| Work required |
Check every line of the data below for the word "struct". Copy the ones that have it.

| Given information |
*****

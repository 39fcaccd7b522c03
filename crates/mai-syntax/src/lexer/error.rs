//! Lexical diagnostics and the sinks that receive them.
//!
//! The scanner never stops on bad input. Every problem it finds is handed
//! to a [`Reporter`] and scanning carries on with the next character.

use thiserror::Error;

/// A lexical error found while scanning.
#[derive(Debug, Clone, PartialEq, Eq, Error)]
pub enum LexError {
    /// A quote was opened and the input ended before it was closed.
    #[error("Unterminated string")]
    UnterminatedString {
        /// Line at which the input ran out
        line: usize,
    },

    /// A character that starts no token.
    #[error("Unexpected character '{ch}'")]
    UnexpectedCharacter {
        /// The offending character
        ch: char,
        /// Line of the character
        line: usize,
    },
}

impl LexError {
    /// Returns the 1-based line the error was reported on.
    pub fn line(&self) -> usize {
        match self {
            LexError::UnterminatedString { line } => *line,
            LexError::UnexpectedCharacter { line, .. } => *line,
        }
    }
}

/// A sink for lexical diagnostics.
///
/// Any `FnMut(usize, &str)` closure is a reporter and receives the line
/// and the rendered message.
pub trait Reporter {
    /// Records one diagnostic. The scanner ignores the outcome.
    fn report(&mut self, error: &LexError);
}

impl<F> Reporter for F
where
    F: FnMut(usize, &str),
{
    fn report(&mut self, error: &LexError) {
        self(error.line(), &error.to_string());
    }
}

/// Reporter that keeps every diagnostic in order.
#[derive(Debug, Default, Clone, PartialEq)]
pub struct Diagnostics {
    errors: Vec<LexError>,
}

impl Diagnostics {
    /// Creates an empty collector.
    pub fn new() -> Self {
        Self::default()
    }

    /// Returns true if nothing was reported.
    pub fn is_empty(&self) -> bool {
        self.errors.is_empty()
    }

    /// Number of reported diagnostics.
    pub fn len(&self) -> usize {
        self.errors.len()
    }

    /// The reported diagnostics, oldest first.
    pub fn errors(&self) -> &[LexError] {
        &self.errors
    }

    /// Consumes the collector and returns the diagnostics.
    pub fn into_errors(self) -> Vec<LexError> {
        self.errors
    }
}

impl Reporter for Diagnostics {
    fn report(&mut self, error: &LexError) {
        self.errors.push(error.clone());
    }
}

/// Reporter that forwards diagnostics to `tracing`.
#[derive(Debug, Default, Clone, Copy)]
pub struct TracingReporter;

impl Reporter for TracingReporter {
    fn report(&mut self, error: &LexError) {
        tracing::warn!(line = error.line(), "{}", error);
    }
}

*****

| Solution for this exercise |
pub struct Diagnostics {
pub struct TracingReporter;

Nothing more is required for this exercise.